Le communiqué précise que la participation à ce Conseil sera limitée à un cercle restreint de dirigeants internationaux reconnus pour leur engagement en faveur de la stabilité et du développement durable. L’invitation adressée au Souverain marocain est présentée comme une reconnaissance de son rôle diplomatique et de sa stature sur la scène internationale, ainsi que de la confiance dont il jouit auprès des États-Unis et de la communauté internationale.

Dans sa réponse, le Roi Mohammed VI a salué l’engagement et la vision du Président américain en matière de promotion de la paix et a accepté de prendre part à cette initiative. Dans ce cadre, le Royaume du Maroc procédera à la ratification de la Charte constitutive du futur Conseil de Paix.

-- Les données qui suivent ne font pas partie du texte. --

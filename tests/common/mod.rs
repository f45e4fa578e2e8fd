#![allow(dead_code)]

use std::sync::Mutex;

use census_tract_etl::census::{CensusClient, parse_response};
use census_tract_etl::domain::{Dataset, Region};
use census_tract_etl::error::EtlError;
use census_tract_etl::table::Table;

/// Serves canned JSON bodies and records every request it sees.
#[derive(Default)]
pub struct MockCensus {
    pub calls: Mutex<Vec<(Dataset, Region)>>,
}

impl CensusClient for MockCensus {
    fn fetch(&self, dataset: Dataset, region: Region) -> Result<Table, EtlError> {
        self.calls.lock().unwrap().push((dataset, region));
        parse_response(&body(dataset, region))
    }
}

fn body(dataset: Dataset, region: Region) -> String {
    let code = region.code();
    let state = region.name();
    let name = |tract: &str| format!("Census Tract {tract}; Test County; {state}");
    match dataset {
        Dataset::PopulationDistribution => format!(
            r#"[["NAME","DP1_0078C","DP1_0079C","state","county","tract"],
                ["{}","523","12","{code}","001","000100"],
                ["{}","88","4","{code}","001","000200"]]"#,
            name("1"),
            name("2"),
        ),
        Dataset::HousingCharacteristics => format!(
            r#"[["NAME","H12A_002N","H12A_010N","state","county","tract"],
                ["{}","140","60","{code}","001","000100"]]"#,
            name("1"),
        ),
        Dataset::CommunityResilience => format!(
            r#"[["NAME","PRED0_E","PRED0_PE","state","county","tract"],
                ["{}","300","41.2","{code}","001","000100"],
                ["{}","7","12.5","{code}","005","990000"]]"#,
            name("1"),
            name("99"),
        ),
    }
}

/// Client whose every request fails the way a dead endpoint would.
pub struct FailingCensus;

impl CensusClient for FailingCensus {
    fn fetch(&self, _dataset: Dataset, _region: Region) -> Result<Table, EtlError> {
        Err(EtlError::CensusStatus {
            status: 503,
            message: "unavailable".to_string(),
        })
    }
}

Selon les éléments communiqués, cette nouvelle entité devrait revêtir la forme juridique d’une organisation internationale. Son mandat portera sur la promotion de la stabilité, la restauration de la gouvernance et la consolidation d’une paix durable dans les zones affectées par des conflits ou exposées à des risques d’instabilité. Le fonctionnement du Conseil reposera sur une coopération pragmatique, des actions concrètes et des partenariats orientés vers des résultats mesurables. L’adhésion à cette structure sera strictement conditionnée à une invitation formelle du Président des États-Unis.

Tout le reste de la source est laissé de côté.